(ACTION ITEM): From the data below, retype exactly the lines starting with the one that contains "use rand_chacha::ChaCha8Rng;" and ending with the one that contains "y| !f.walls[f.index((x, y))])", both included.

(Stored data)
+-------+
//! A* behavior over whole grids, checked against brute force.

use rand::{Rng, SeedableRng};
use rand_chacha::ChaCha8Rng;
use std::cmp::Ordering;
use std::collections::BinaryHeap;
use terrasim::{Cell, PathfinderGraph};

struct Field {
    size: i32,
    walls: Vec<bool>,
    costs: Vec<f32>,
}

impl Field {
    fn random(size: i32, seed: u64) -> Self {
        let mut rng = ChaCha8Rng::seed_from_u64(seed);
        let n = (size * size) as usize;
        let mut walls: Vec<bool> = (0..n).map(|_| rng.gen_bool(0.2)).collect();
        let costs = (0..n).map(|_| rng.gen_range(0.0..5.0)).collect();
        walls[0] = false;
        Self { size, walls, costs }
    }

    fn index(&self, (x, y): Cell) -> usize {
        (y * self.size + x) as usize
    }

    fn graph(&self) -> PathfinderGraph<Field> {
        PathfinderGraph::new(self.size as usize, self.size as usize)
            .with_walkable(|f: &Field, x, y| !f.walls[f.index((x, y))])
            .with_base_cost(|f: &Field, cell| f.costs[f.index(cell)])
    }
}

#[derive(PartialEq)]
struct Entry(f32, Cell);

impl Eq for Entry {}

impl PartialOrd for Entry {
    fn partial_cmp(&self, other: &Self) -> Option<Ordering> {
        Some(self.cmp(other))
    }
}

impl Ord for Entry {
    fn cmp(&self, other: &Self) -> Ordering {
        other.0.total_cmp(&self.0)
    }
}

/// Cheapest cost from `start` to `goal` by exhaustive Dijkstra.
fn brute_force(
    field: &Field,
    graph: &PathfinderGraph<Field>,
    start: Cell,
    goal: Cell,
) -> Option<f32> {
    let mut best = vec![f32::INFINITY; field.walls.len()];
    let mut open = BinaryHeap::new();
    best[field.index(start)] = 0.0;
    open.push(Entry(0.0, start));
    while let Some(Entry(cost, cell)) = open.pop() {
        if cell == goal {
            return Some(cost);
        }
        if cost > best[field.index(cell)] {
            continue;
        }
        for (dx, dy) in [(-1, 0), (1, 0), (0, -1), (0, 1)] {
            let next = (cell.0 + dx, cell.1 + dy);
            if !graph.walkable(field, next.0, next.1) {
                continue;
            }
            let next_cost = cost + graph.transition_cost(field, cell, next);
            if next_cost < best[field.index(next)] {
                best[field.index(next)] = next_cost;
                open.push(Entry(next_cost, next));
            }
        }
    }
    None
}

fn path_cost(field: &Field, graph: &PathfinderGraph<Field>, start: Cell, path: &[Cell]) -> f32 {
    let mut from = start;
    let mut total = 0.0;
    for &to in path {
        total += graph.transition_cost(field, from, to);
        from = to;
    }
    total
}

#[test]
fn test_flat_field_manhattan_path() {
    let mut graph = PathfinderGraph::<()>::new(8, 8);
    let path = graph.pathfind(&(), 0, 0, 7, 7);

    assert_eq!(path.len(), 14);
    assert_eq!(path.last(), Some(&(7, 7)));
    assert!(graph.reached_goal());
    let mut prev = 0;
    for &(x, y) in &path {
        assert_eq!(x + y, prev + 1);
        prev = x + y;
    }
}

#[test]
fn test_matches_exhaustive_search_on_random_fields() {
    for seed in 0..24 {
        let size = 6 + (seed as i32 % 15);
        let field = Field::random(size, seed);
        let mut graph = field.graph();
        let goal = (size - 1, size - 1);
        let expected = brute_force(&field, &graph, (0, 0), goal);

        let path = graph.pathfind(&field, 0, 0, goal.0, goal.1);
        match expected {
            Some(cost) => {
                assert!(graph.reached_goal(), "seed {seed}: goal reachable but not reached");
                assert_eq!(path.last(), Some(&goal));
                let found = path_cost(&field, &graph, (0, 0), &path);
                assert!(found <= cost + 1e-3, "seed {seed}: {found} > {cost}");
            }
            None => assert!(!graph.reached_goal(), "seed {seed}: reached an unreachable goal"),
        }
    }
}

#[test]
fn test_walled_in_start_returns_short_path() {
    // Start at (2,2) boxed in by a ring of walls.
    let mut graph = PathfinderGraph::<()>::new(10, 10).with_walkable(|_, x, y| {
        let ring = (1..=3).contains(&x) && (1..=3).contains(&y) && (x, y) != (2, 2);
        !ring
    });
    let path = graph.pathfind(&(), 2, 2, 9, 9);
    assert!(path.is_empty());
    assert!(!graph.reached_goal());

    // The pooled graph is reusable for the next search.
    let path = graph.pathfind(&(), 5, 5, 9, 9);
    assert_eq!(path.len(), 8);
}

#[test]
fn test_unreachable_goal_ends_near_it() {
    // A full wall on column 5 splits the grid.
    let mut graph = PathfinderGraph::<()>::new(10, 10).with_walkable(|_, x, _| x != 5);
    let path = graph.pathfind(&(), 0, 4, 9, 4);
    assert!(!graph.reached_goal());
    assert!(path.iter().all(|&(x, _)| x < 5));
    assert_eq!(graph.status(), terrasim::SearchStatus::Done);
}

#[test]
fn test_budgeted_search_matches_full_search() {
    let field = Field::random(20, 99);
    let mut full = field.graph();
    let expected = full.pathfind(&field, 0, 0, 19, 19);

    let mut stepped = field.graph();
    stepped.begin(0, 0, 19, 19);
    let mut rounds = 0;
    while stepped.advance(&field, 5) != terrasim::SearchStatus::Done {
        assert!(stepped.take_path().is_empty());
        rounds += 1;
    }
    assert!(rounds > 0);
    assert_eq!(stepped.take_path(), expected);
}
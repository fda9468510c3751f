//! Renderable surface of a height grid.
//!
//! Every cell is drawn as five quads: the top and four vertical walls. A wall
//! spans the sorted pair (min, max) of the cell's height and its orthogonal
//! neighbor's height, so a drop always produces a clean vertical face no
//! matter which side is taller. Off-grid neighbors count as height `0`.
//!
//! ## Buffer layout
//!
//! ```text
//! cell i = sy * segments + sx
//!   positions/normals/colors: [i * 60 .. i * 60 + 60)   5 faces × 4 verts × 3
//!   indices:                  [i * 30 .. i * 30 + 30)   5 faces × 6
//! face order: top, -x, +x, -y, +y
//! ```
//!
//! Buffer sizes are fixed when the mesh is built; edits only overwrite the
//! slots of the cells they touch. Positions are local to the grid; the
//! renderer places the mesh at the grid offset.

use serde::{Deserialize, Serialize};

#[cfg(feature = "parallel")]
use rayon::prelude::*;

pub const FACES_PER_CELL: usize = 5;
pub const VERTS_PER_FACE: usize = 4;
pub const VERTS_PER_CELL: usize = FACES_PER_CELL * VERTS_PER_FACE;
/// f32 values per cell in each vertex attribute buffer.
pub const FLOATS_PER_CELL: usize = VERTS_PER_CELL * 3;
pub const INDICES_PER_CELL: usize = FACES_PER_CELL * 6;

/// Which height a corner takes.
#[derive(Clone, Copy)]
enum Z {
    Own,
    Low,
    High,
}

struct Face {
    /// Neighbor offset whose height bounds the wall. `None` for the top.
    neighbor: Option<(i32, i32)>,
    normal: [f32; 3],
    shade: f32,
    /// (x1?, y1?, z) per corner.
    corners: [(bool, bool, Z); 4],
}

const FACES: [Face; FACES_PER_CELL] = [
    Face {
        neighbor: None,
        normal: [0.0, 0.0, 1.0],
        shade: 1.0,
        corners: [
            (false, false, Z::Own),
            (true, false, Z::Own),
            (true, true, Z::Own),
            (false, true, Z::Own),
        ],
    },
    Face {
        neighbor: Some((-1, 0)),
        normal: [-1.0, 0.0, 0.0],
        shade: 0.95,
        corners: [
            (false, false, Z::Low),
            (false, false, Z::High),
            (false, true, Z::High),
            (false, true, Z::Low),
        ],
    },
    Face {
        neighbor: Some((1, 0)),
        normal: [1.0, 0.0, 0.0],
        shade: 0.95,
        corners: [
            (true, false, Z::Low),
            (true, true, Z::Low),
            (true, true, Z::High),
            (true, false, Z::High),
        ],
    },
    Face {
        neighbor: Some((0, -1)),
        normal: [0.0, -1.0, 0.0],
        shade: 0.9,
        corners: [
            (false, false, Z::Low),
            (true, false, Z::Low),
            (true, false, Z::High),
            (false, false, Z::High),
        ],
    },
    Face {
        neighbor: Some((0, 1)),
        normal: [0.0, 1.0, 0.0],
        shade: 0.9,
        corners: [
            (false, true, Z::Low),
            (false, true, Z::High),
            (true, true, Z::High),
            (true, true, Z::Low),
        ],
    },
];

/// Attribute buffers the renderer must re-upload.
#[derive(Debug, Clone, Copy, Default, PartialEq, Eq, Serialize, Deserialize)]
pub struct MeshDirty {
    pub positions: bool,
    pub normals: bool,
    pub colors: bool,
    pub indices: bool,
}

impl MeshDirty {
    pub const ALL: Self = Self {
        positions: true,
        normals: true,
        colors: true,
        indices: true,
    };

    pub fn any(&self) -> bool {
        self.positions || self.normals || self.colors || self.indices
    }
}

#[inline]
fn height_at(heights: &[f32], segments: usize, sx: i32, sy: i32) -> f32 {
    let n = segments as i32;
    if sx >= 0 && sx < n && sy >= 0 && sy < n {
        heights[sy as usize * segments + sx as usize]
    } else {
        0.0
    }
}

/// Heights of the four corners of `face` for the cell at (sx, sy).
#[inline]
fn face_heights(face: &Face, heights: &[f32], segments: usize, sx: i32, sy: i32) -> [f32; 4] {
    let own = height_at(heights, segments, sx, sy);
    let (low, high) = match face.neighbor {
        Some((dx, dy)) => {
            let other = height_at(heights, segments, sx + dx, sy + dy);
            if other < own {
                (other, own)
            } else {
                (own, other)
            }
        }
        None => (own, own),
    };
    face.corners.map(|(_, _, z)| match z {
        Z::Own => own,
        Z::Low => low,
        Z::High => high,
    })
}

/// Write all attributes of one cell into its 60-float slots.
#[allow(clippy::too_many_arguments)]
fn write_cell_attrs(
    positions: &mut [f32],
    normals: &mut [f32],
    colors: &mut [f32],
    heights: &[f32],
    segments: usize,
    cell_size: f32,
    cell: usize,
    color: [f32; 3],
) {
    let sx = (cell % segments) as i32;
    let sy = (cell / segments) as i32;
    let x0 = sx as f32 * cell_size;
    let x1 = (sx + 1) as f32 * cell_size;
    let y0 = sy as f32 * cell_size;
    let y1 = (sy + 1) as f32 * cell_size;

    for (f, face) in FACES.iter().enumerate() {
        let zs = face_heights(face, heights, segments, sx, sy);
        let shaded = color.map(|c| c * face.shade);
        for (v, &(right, far, _)) in face.corners.iter().enumerate() {
            let o = (f * VERTS_PER_FACE + v) * 3;
            positions[o] = if right { x1 } else { x0 };
            positions[o + 1] = if far { y1 } else { y0 };
            positions[o + 2] = zs[v];
            normals[o..o + 3].copy_from_slice(&face.normal);
            colors[o..o + 3].copy_from_slice(&shaded);
        }
    }
}

/// Rewrite only the z components of one cell.
fn write_cell_z(positions: &mut [f32], heights: &[f32], segments: usize, cell: usize) {
    let sx = (cell % segments) as i32;
    let sy = (cell / segments) as i32;
    for (f, face) in FACES.iter().enumerate() {
        let zs = face_heights(face, heights, segments, sx, sy);
        for (v, z) in zs.iter().enumerate() {
            positions[(f * VERTS_PER_FACE + v) * 3 + 2] = *z;
        }
    }
}

/// Vertex and index buffers for a `segments`×`segments` height grid.
#[derive(Debug, Clone)]
pub struct SurfaceMesh {
    segments: usize,
    cell_size: f32,
    positions: Vec<f32>,
    normals: Vec<f32>,
    colors: Vec<f32>,
    indices: Vec<u32>,
    dirty: MeshDirty,
}

impl SurfaceMesh {
    /// Allocate the buffers and write every cell.
    pub fn build(
        segments: usize,
        scale: f32,
        heights: &[f32],
        color_at: &(dyn Fn(usize) -> [f32; 3] + Sync),
    ) -> Self {
        let cells = segments * segments;
        let mut indices = vec![0u32; cells * INDICES_PER_CELL];
        for (quad, chunk) in indices.chunks_exact_mut(6).enumerate() {
            let base = (quad * VERTS_PER_FACE) as u32;
            chunk.copy_from_slice(&[base, base + 1, base + 2, base + 2, base + 3, base]);
        }

        let mut mesh = Self {
            segments,
            cell_size: scale / segments as f32,
            positions: vec![0.0; cells * FLOATS_PER_CELL],
            normals: vec![0.0; cells * FLOATS_PER_CELL],
            colors: vec![0.0; cells * FLOATS_PER_CELL],
            indices,
            dirty: MeshDirty::ALL,
        };
        mesh.rebuild(heights, color_at);
        mesh
    }

    pub fn segments(&self) -> usize {
        self.segments
    }

    pub fn positions(&self) -> &[f32] {
        &self.positions
    }

    pub fn normals(&self) -> &[f32] {
        &self.normals
    }

    pub fn colors(&self) -> &[f32] {
        &self.colors
    }

    pub fn indices(&self) -> &[u32] {
        &self.indices
    }

    pub fn vertex_count(&self) -> usize {
        self.positions.len() / 3
    }

    /// Position floats belonging to one cell.
    pub fn cell_positions(&self, cell: usize) -> &[f32] {
        let start = cell * FLOATS_PER_CELL;
        &self.positions[start..start + FLOATS_PER_CELL]
    }

    pub fn dirty(&self) -> MeshDirty {
        self.dirty
    }

    /// Return and clear the re-upload flags.
    pub fn take_dirty(&mut self) -> MeshDirty {
        std::mem::take(&mut self.dirty)
    }

    /// Recompute one cell's five quads.
    pub fn write_cell(&mut self, cell: usize, heights: &[f32], color: [f32; 3]) {
        let range = cell * FLOATS_PER_CELL..(cell + 1) * FLOATS_PER_CELL;
        write_cell_attrs(
            &mut self.positions[range.clone()],
            &mut self.normals[range.clone()],
            &mut self.colors[range],
            heights,
            self.segments,
            self.cell_size,
            cell,
            color,
        );
        self.dirty.positions = true;
        self.dirty.normals = true;
        self.dirty.colors = true;
    }

    /// Height-only fast path: rewrites the z of each vertex of one cell.
    pub fn write_cell_heights(&mut self, cell: usize, heights: &[f32]) {
        let start = cell * FLOATS_PER_CELL;
        write_cell_z(
            &mut self.positions[start..start + FLOATS_PER_CELL],
            heights,
            self.segments,
            cell,
        );
        self.dirty.positions = true;
    }

    /// Recompute every cell. The index buffer never changes after `build`.
    pub fn rebuild(&mut self, heights: &[f32], color_at: &(dyn Fn(usize) -> [f32; 3] + Sync)) {
        let segments = self.segments;
        let cell_size = self.cell_size;

        #[cfg(feature = "parallel")]
        {
            self.positions
                .par_chunks_mut(FLOATS_PER_CELL)
                .zip(self.normals.par_chunks_mut(FLOATS_PER_CELL))
                .zip(self.colors.par_chunks_mut(FLOATS_PER_CELL))
                .enumerate()
                .for_each(|(cell, ((p, n), c))| {
                    write_cell_attrs(p, n, c, heights, segments, cell_size, cell, color_at(cell));
                });
        }

        #[cfg(not(feature = "parallel"))]
        {
            for (cell, ((p, n), c)) in self
                .positions
                .chunks_mut(FLOATS_PER_CELL)
                .zip(self.normals.chunks_mut(FLOATS_PER_CELL))
                .zip(self.colors.chunks_mut(FLOATS_PER_CELL))
                .enumerate()
            {
                write_cell_attrs(p, n, c, heights, segments, cell_size, cell, color_at(cell));
            }
        }

        self.dirty.positions = true;
        self.dirty.normals = true;
        self.dirty.colors = true;
    }
}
+-------+
(ANSWER TO THIS TASK):
use rand_chacha::ChaCha8Rng;
use std::cmp::Ordering;
use std::collections::BinaryHeap;
use terrasim::{Cell, PathfinderGraph};

struct Field {
    size: i32,
    walls: Vec<bool>,
    costs: Vec<f32>,
}

impl Field {
    fn random(size: i32, seed: u64) -> Self {
        let mut rng = ChaCha8Rng::seed_from_u64(seed);
        let n = (size * size) as usize;
        let mut walls: Vec<bool> = (0..n).map(|_| rng.gen_bool(0.2)).collect();
        let costs = (0..n).map(|_| rng.gen_range(0.0..5.0)).collect();
        walls[0] = false;
        Self { size, walls, costs }
    }

    fn index(&self, (x, y): Cell) -> usize {
        (y * self.size + x) as usize
    }

    fn graph(&self) -> PathfinderGraph<Field> {
        PathfinderGraph::new(self.size as usize, self.size as usize)
            .with_walkable(|f: &Field, x, y| !f.walls[f.index((x, y))])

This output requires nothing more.